Elsewhere in their book, Scalia and Garner discuss a situation in which a murderer stands to inherit from his victim—say, a rich aunt—because no statute explicitly bars this result, and because the murderer falls within the general next-of-kin language in the inheritance statutes on the books at the time of the murder. Prior to the mid-twentieth century, some judges barred murderers from profiting from their own crimes in this way; others permitted the inheritance. Scalia and Garner side with the permissive judges who reached the “textually correct”—their words—outcome. But this result is absurd—morally obtuse. Surely this is not what any legislature ever intended. Indeed, Scalia and Garner themselves admit that “[a]s a general matter of right and wrong, all of us”—all of us!—“recoil from the thought that a murderer could advance his heirship.” And the authors take solace in noting that today, “all states have statutes that explicitly deal with this problem.” But surely it was evident even before all state legislatures explicitly addressed this unusual issue that lawmakers would have wanted to bar murderers from profiting from their crimes in this way—that, as a matter of first (if unwritten) principles, murderers should be judicially estopped from inheriting from their victims.
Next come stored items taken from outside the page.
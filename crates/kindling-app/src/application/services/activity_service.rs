use log::{debug, info, warn};
use std::collections::HashMap;
use std::sync::Arc;
use tokio::sync::Mutex;
use tracing::instrument;

use chrono::{NaiveDate, Utc};

use kindling_domain::activity::{ActivityType, Sentiment};
use kindling_domain::season::SeasonalRuleType;
use kindling_domain::shared::{DomainError, UserId};
use kindling_domain::streak::{StreakKind, StreakStateRepository, TrackTransition, UserStreakState};

use super::reward_service::RewardService;
use super::season_service::SeasonService;
use crate::application::config::EngineConfig;
use crate::application::dtos::UserStreakStatusDto;

/// One activity event with the caller's resolved local calendar date.
///
/// Timezone resolution happens upstream; the engine never substitutes
/// server time for the user's day.
#[derive(Debug, Clone)]
pub struct RecordActivityCommand {
    pub user_id: String,
    pub activity_type: ActivityType,
    pub sentiment: Option<Sentiment>,
    pub local_date: NaiveDate,
    pub source_id: Option<String>,
}

/// Activity ingestion service
///
/// Serializes per-user streak updates, then runs reward evaluation
/// against the new state. Reward failures are logged and swallowed so
/// the triggering user action always succeeds.
pub struct ActivityService {
    streak_repo: Arc<dyn StreakStateRepository>,
    rewards: Arc<RewardService>,
    seasons: Arc<SeasonService>,
    config: EngineConfig,
    user_locks: Mutex<HashMap<String, Arc<Mutex<()>>>>,
}

impl ActivityService {
    pub fn new(
        streak_repo: Arc<dyn StreakStateRepository>,
        rewards: Arc<RewardService>,
        seasons: Arc<SeasonService>,
        config: EngineConfig,
    ) -> Self {
        Self {
            streak_repo,
            rewards,
            seasons,
            config,
            user_locks: Mutex::new(HashMap::new()),
        }
    }

    #[instrument(skip(self, command), fields(user_id = %command.user_id, activity = %command.activity_type))]
    pub async fn record_activity(
        &self,
        command: RecordActivityCommand,
    ) -> Result<UserStreakStatusDto, DomainError> {
        Self::validate(&command)?;
        let user_id = UserId::from_string(&command.user_id);

        let lock = self.user_lock(&command.user_id).await;
        let _guard = lock.lock().await;

        let (state, transitions) = self.apply_transitions(&user_id, &command).await?;

        self.evaluate_rewards(&user_id, &command, &state, &transitions)
            .await;

        Ok(UserStreakStatusDto::from_state(&state))
    }

    /// Zero all tracks for a user (account reset). Ledger history is
    /// untouched.
    pub async fn reset_streaks(&self, user_id: &str) -> Result<(), DomainError> {
        let user = UserId::from_string(user_id);

        let lock = self.user_lock(user_id).await;
        let _guard = lock.lock().await;

        let mut attempts = 0;
        loop {
            let Some(mut state) = self.streak_repo.find_by_user(&user).await? else {
                return Ok(());
            };

            state.reset(Utc::now());

            match self.streak_repo.update(&state).await {
                Ok(()) => {
                    info!("[activity] streaks reset user_id={}", user);
                    return Ok(());
                }
                Err(DomainError::StaleState(msg)) => {
                    attempts += 1;
                    if attempts >= self.config.state_update_retries {
                        return Err(DomainError::StaleState(msg));
                    }
                }
                Err(e) => return Err(e),
            }
        }
    }

    fn validate(command: &RecordActivityCommand) -> Result<(), DomainError> {
        if command.user_id.trim().is_empty() {
            return Err(DomainError::Validation(
                "User id cannot be empty".to_string(),
            ));
        }
        Ok(())
    }

    /// Which streak tracks an event drives.
    fn tracks_for(command: &RecordActivityCommand) -> Vec<StreakKind> {
        match command.activity_type {
            ActivityType::PresenceOpen => vec![StreakKind::Presence],
            ActivityType::MessageSent => {
                if command.sentiment.is_some_and(|s| s.is_positive()) {
                    vec![StreakKind::Kindness]
                } else {
                    vec![]
                }
            }
            ActivityType::EchoBackSent => vec![StreakKind::Response],
        }
    }

    /// Read-modify-write of the user's streak row with a bounded retry
    /// on version conflicts.
    async fn apply_transitions(
        &self,
        user_id: &UserId,
        command: &RecordActivityCommand,
    ) -> Result<(UserStreakState, Vec<(StreakKind, TrackTransition)>), DomainError> {
        let kinds = Self::tracks_for(command);
        let grace_cooldown = chrono::Duration::days(self.config.grace_cooldown_days);

        let mut attempts = 0;
        loop {
            let existing = self.streak_repo.find_by_user(user_id).await?;
            let is_new = existing.is_none();
            let mut state =
                existing.unwrap_or_else(|| UserStreakState::new(user_id.clone()));

            let now = Utc::now();
            let transitions: Vec<(StreakKind, TrackTransition)> = kinds
                .iter()
                .map(|&kind| {
                    (
                        kind,
                        state.advance(kind, command.local_date, now, grace_cooldown),
                    )
                })
                .collect();

            // Same-day repeats and non-tracked events change nothing;
            // skip the write and keep the stored version.
            let changed = transitions.iter().any(|(_, t)| t.counted_day);
            if !changed {
                return Ok((state, transitions));
            }

            let result = if is_new {
                self.streak_repo.insert(&state).await
            } else {
                self.streak_repo.update(&state).await
            };

            match result {
                Ok(()) => return Ok((state, transitions)),
                Err(DomainError::StaleState(msg)) => {
                    attempts += 1;
                    if attempts >= self.config.state_update_retries {
                        return Err(DomainError::StaleState(msg));
                    }
                    debug!(
                        "[activity] stale streak state, retrying user_id={} attempt={}",
                        user_id, attempts
                    );
                }
                Err(e) => return Err(e),
            }
        }
    }

    /// Run milestone, consistency and seasonal evaluation against the
    /// freshly persisted state. Each evaluator failure is isolated.
    async fn evaluate_rewards(
        &self,
        user_id: &UserId,
        command: &RecordActivityCommand,
        state: &UserStreakState,
        transitions: &[(StreakKind, TrackTransition)],
    ) {
        for (kind, transition) in transitions {
            if !transition.counted_day {
                continue;
            }

            if let Err(e) = self
                .rewards
                .evaluate_milestones(user_id, *kind, transition.track.count)
                .await
            {
                warn!(
                    "[activity] milestone evaluation failed user_id={} kind={} err={}",
                    user_id, kind, e
                );
            }

            if *kind == StreakKind::Presence {
                if let Err(e) = self
                    .rewards
                    .evaluate_consistency(user_id, state.total_active_days())
                    .await
                {
                    warn!(
                        "[activity] consistency evaluation failed user_id={} err={}",
                        user_id, e
                    );
                }
            }
        }

        for rule_type in Self::seasonal_events(command, state, transitions) {
            if let Err(e) = self
                .seasons
                .evaluate(
                    user_id,
                    rule_type,
                    command.local_date,
                    command.source_id.as_deref(),
                )
                .await
            {
                warn!(
                    "[activity] seasonal evaluation failed user_id={} rule={} err={}",
                    user_id, rule_type, e
                );
            }
        }
    }

    /// Map an activity event (and the transitions it caused) onto the
    /// seasonal event kinds it qualifies for.
    fn seasonal_events(
        command: &RecordActivityCommand,
        state: &UserStreakState,
        transitions: &[(StreakKind, TrackTransition)],
    ) -> Vec<SeasonalRuleType> {
        let mut events = Vec::new();

        match command.activity_type {
            ActivityType::MessageSent
                if command.sentiment.is_some_and(|s| s.is_positive()) =>
            {
                events.push(SeasonalRuleType::SendPositive);
            }
            ActivityType::EchoBackSent => {
                events.push(SeasonalRuleType::Respond);
            }
            _ => {}
        }

        // Returning after a real break (the presence streak restarted
        // today) is a comeback.
        let presence_broke = transitions
            .iter()
            .any(|(kind, t)| *kind == StreakKind::Presence && t.broke);
        if presence_broke {
            events.push(SeasonalRuleType::Comeback);
        }

        // The event that completes all three tracks on the same calendar
        // day earns the balanced-day bonus; same-day repeats do not.
        let counted = transitions.iter().any(|(_, t)| t.counted_day);
        if counted && state.balanced_day(command.local_date) {
            events.push(SeasonalRuleType::BalancedDayMultiplier);
        }

        events
    }

    async fn user_lock(&self, user_id: &str) -> Arc<Mutex<()>> {
        let mut locks = self.user_locks.lock().await;
        Arc::clone(
            locks
                .entry(user_id.to_string())
                .or_insert_with(|| Arc::new(Mutex::new(()))),
        )
    }
}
Granted, when construing statutes, perhaps judges should in genuinely close cases err on the side of literalism, and rely on legislatures to revise ill-considered language. But the statutory revisions necessary to anticipate every wrinkle and every exception may tend to make statute books longer and more technical. By contrast, the Constitution must necessarily be a more compact document if it is to remain accessible to ordinary people. (This was one of Chief Justice John Marshall’s main insights in the landmark 1819 case of McCulloch v. Maryland.) Thus, might it make sense for judges to strike a different balance between textual literalism on the one hand and common-sense holistic interpretation on the other when confronting constitutional language as distinct from the words of, say, the tax code? For lay readers who are more passionate about constitutional law than statutory interpretation, it would have been nice if the authors of Reading Law had devoted more focused and sustained attention to questions of this sort.